*WHAT NEEDS TO BE DONE*.
Which lines of the data below hold "impl"? Copy each of them.

*GIVEN RECORDS*.
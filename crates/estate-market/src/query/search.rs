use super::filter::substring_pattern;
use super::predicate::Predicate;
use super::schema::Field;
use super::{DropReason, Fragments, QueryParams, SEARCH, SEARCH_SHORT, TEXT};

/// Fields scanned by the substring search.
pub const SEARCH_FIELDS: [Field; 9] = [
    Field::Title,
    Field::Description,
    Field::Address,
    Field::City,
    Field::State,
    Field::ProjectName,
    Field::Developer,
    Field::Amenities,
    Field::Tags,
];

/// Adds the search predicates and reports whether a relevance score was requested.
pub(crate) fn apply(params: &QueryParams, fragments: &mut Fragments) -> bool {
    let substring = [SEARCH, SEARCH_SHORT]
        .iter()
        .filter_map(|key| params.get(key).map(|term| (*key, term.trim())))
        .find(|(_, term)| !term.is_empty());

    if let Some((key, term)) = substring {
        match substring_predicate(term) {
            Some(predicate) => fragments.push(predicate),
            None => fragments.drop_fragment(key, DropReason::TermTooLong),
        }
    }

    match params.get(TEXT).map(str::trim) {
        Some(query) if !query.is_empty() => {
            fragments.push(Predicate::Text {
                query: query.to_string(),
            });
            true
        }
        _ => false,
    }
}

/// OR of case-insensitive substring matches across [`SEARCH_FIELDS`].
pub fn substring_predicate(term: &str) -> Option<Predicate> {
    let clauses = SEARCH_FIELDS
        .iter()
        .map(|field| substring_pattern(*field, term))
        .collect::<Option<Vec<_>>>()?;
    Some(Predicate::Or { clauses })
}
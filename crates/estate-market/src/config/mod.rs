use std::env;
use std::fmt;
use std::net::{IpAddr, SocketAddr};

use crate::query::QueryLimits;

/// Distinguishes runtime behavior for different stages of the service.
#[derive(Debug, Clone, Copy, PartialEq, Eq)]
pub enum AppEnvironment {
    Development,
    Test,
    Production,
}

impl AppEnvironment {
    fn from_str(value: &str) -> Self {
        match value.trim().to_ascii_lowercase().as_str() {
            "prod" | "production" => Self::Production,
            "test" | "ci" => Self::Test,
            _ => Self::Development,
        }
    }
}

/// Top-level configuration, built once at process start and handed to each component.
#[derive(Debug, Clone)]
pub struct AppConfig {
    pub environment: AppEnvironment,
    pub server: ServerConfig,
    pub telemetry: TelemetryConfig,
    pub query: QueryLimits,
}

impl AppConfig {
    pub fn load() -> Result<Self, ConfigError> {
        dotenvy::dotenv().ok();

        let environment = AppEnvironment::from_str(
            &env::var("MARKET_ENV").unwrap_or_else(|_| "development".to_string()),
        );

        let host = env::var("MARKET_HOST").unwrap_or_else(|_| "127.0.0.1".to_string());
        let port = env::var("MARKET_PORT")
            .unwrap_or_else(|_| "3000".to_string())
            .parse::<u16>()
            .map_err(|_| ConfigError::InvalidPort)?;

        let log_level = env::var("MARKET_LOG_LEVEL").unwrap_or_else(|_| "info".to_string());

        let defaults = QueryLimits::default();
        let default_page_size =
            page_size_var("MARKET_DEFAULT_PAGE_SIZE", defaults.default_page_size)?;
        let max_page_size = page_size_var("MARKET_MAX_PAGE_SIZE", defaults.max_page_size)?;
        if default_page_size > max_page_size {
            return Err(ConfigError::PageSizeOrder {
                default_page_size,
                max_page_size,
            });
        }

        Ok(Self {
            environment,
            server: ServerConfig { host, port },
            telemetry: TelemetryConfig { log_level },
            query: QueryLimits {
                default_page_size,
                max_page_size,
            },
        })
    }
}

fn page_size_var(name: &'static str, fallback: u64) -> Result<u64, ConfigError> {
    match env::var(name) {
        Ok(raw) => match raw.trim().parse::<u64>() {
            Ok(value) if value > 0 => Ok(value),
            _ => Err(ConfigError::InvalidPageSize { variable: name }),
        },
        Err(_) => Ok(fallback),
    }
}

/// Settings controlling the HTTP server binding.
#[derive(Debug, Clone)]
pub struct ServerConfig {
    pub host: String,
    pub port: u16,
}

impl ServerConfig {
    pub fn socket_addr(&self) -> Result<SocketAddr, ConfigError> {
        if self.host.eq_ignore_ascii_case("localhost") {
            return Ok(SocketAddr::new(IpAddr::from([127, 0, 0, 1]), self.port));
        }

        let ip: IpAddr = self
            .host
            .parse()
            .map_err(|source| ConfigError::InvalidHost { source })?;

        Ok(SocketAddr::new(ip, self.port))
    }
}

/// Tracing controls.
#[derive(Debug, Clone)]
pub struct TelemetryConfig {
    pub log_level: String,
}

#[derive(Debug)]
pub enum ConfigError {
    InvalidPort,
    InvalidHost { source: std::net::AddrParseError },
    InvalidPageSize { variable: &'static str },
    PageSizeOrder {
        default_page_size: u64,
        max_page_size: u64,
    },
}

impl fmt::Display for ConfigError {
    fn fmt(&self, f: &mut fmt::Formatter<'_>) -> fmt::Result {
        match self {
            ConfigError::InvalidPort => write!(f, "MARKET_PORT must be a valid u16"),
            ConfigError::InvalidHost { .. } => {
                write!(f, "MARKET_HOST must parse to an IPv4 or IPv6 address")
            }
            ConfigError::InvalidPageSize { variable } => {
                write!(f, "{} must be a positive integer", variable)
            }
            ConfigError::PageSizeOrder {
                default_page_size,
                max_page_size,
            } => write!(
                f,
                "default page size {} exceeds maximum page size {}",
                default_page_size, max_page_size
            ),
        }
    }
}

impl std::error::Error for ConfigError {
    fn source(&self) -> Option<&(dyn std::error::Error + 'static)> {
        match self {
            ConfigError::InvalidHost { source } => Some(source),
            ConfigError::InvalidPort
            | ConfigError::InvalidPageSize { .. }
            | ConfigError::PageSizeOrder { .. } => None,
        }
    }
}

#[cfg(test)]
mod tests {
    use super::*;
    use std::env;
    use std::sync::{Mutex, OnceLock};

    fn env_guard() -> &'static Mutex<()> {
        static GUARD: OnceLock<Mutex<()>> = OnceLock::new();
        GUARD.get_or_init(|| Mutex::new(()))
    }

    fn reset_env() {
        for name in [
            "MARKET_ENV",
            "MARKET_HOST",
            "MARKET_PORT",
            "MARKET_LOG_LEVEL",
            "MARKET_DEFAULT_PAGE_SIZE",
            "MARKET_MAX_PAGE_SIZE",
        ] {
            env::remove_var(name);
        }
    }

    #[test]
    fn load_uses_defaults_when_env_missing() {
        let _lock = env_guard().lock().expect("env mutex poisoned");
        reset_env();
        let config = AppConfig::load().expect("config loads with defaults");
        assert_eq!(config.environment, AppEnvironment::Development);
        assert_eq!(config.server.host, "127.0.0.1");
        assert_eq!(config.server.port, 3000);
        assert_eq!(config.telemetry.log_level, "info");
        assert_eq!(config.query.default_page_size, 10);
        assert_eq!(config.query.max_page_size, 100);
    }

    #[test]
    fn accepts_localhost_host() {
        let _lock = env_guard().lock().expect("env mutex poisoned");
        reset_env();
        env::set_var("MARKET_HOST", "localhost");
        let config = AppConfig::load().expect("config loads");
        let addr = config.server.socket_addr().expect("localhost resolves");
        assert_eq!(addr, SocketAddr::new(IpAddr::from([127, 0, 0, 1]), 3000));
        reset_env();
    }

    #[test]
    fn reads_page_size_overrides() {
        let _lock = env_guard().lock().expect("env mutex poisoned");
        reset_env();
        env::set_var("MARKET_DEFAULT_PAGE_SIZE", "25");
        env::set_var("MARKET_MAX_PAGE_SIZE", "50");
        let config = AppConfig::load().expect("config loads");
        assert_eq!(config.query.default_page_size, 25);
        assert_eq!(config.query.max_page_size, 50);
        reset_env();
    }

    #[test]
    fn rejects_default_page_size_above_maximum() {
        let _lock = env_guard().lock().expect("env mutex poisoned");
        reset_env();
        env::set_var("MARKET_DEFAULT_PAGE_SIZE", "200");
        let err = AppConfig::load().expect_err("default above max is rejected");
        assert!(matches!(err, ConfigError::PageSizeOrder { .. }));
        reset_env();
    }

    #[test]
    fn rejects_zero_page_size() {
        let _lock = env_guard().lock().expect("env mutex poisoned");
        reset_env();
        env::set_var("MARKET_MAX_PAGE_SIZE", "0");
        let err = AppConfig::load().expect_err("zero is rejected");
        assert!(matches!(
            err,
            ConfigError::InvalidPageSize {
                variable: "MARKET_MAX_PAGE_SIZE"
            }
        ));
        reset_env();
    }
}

*TASK OUTPUT*.
impl AppEnvironment {
impl AppConfig {
impl ServerConfig {
impl fmt::Display for ConfigError {
impl std::error::Error for ConfigError {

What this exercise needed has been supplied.